» **EXERCISE**: Please give back only the lines below from the one containing "for refs in" to the one containing "Out-degree of one", each repeated word for word, both ends included.

================================

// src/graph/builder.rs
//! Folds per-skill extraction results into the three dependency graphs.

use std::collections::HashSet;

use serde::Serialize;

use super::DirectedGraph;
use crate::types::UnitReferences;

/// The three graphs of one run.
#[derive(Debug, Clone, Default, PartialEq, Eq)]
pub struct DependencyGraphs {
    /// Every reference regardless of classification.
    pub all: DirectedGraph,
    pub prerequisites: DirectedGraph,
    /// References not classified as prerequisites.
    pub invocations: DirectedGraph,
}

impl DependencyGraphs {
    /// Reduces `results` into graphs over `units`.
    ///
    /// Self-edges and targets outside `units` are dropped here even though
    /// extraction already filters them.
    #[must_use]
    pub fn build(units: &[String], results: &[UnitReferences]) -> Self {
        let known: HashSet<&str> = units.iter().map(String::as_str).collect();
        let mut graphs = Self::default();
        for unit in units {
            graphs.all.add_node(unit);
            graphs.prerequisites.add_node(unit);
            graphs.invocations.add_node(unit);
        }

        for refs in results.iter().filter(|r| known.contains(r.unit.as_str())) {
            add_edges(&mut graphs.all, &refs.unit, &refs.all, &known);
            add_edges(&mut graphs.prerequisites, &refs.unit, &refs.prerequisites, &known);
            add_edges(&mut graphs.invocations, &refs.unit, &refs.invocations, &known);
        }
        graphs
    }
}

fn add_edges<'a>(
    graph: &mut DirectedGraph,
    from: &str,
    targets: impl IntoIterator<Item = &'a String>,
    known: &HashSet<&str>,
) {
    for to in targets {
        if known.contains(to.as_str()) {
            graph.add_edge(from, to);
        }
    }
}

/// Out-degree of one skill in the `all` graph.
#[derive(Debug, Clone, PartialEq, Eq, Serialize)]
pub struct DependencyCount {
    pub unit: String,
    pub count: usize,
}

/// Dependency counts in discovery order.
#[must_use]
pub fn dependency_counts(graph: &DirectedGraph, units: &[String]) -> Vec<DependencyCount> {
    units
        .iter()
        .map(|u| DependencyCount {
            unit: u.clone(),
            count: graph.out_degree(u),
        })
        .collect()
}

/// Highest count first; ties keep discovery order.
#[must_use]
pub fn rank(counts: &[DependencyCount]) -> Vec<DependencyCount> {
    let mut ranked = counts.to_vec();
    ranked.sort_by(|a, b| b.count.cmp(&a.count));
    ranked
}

================================

» **RESULT OF THE EXERCISE**:
        for refs in results.iter().filter(|r| known.contains(r.unit.as_str())) {
            add_edges(&mut graphs.all, &refs.unit, &refs.all, &known);
            add_edges(&mut graphs.prerequisites, &refs.unit, &refs.prerequisites, &known);
            add_edges(&mut graphs.invocations, &refs.unit, &refs.invocations, &known);
        }
        graphs
    }
}

fn add_edges<'a>(
    graph: &mut DirectedGraph,
    from: &str,
    targets: impl IntoIterator<Item = &'a String>,
    known: &HashSet<&str>,
) {
    for to in targets {
        if known.contains(to.as_str()) {
            graph.add_edge(from, to);
        }
    }
}

/// Out-degree of one skill in the `all` graph.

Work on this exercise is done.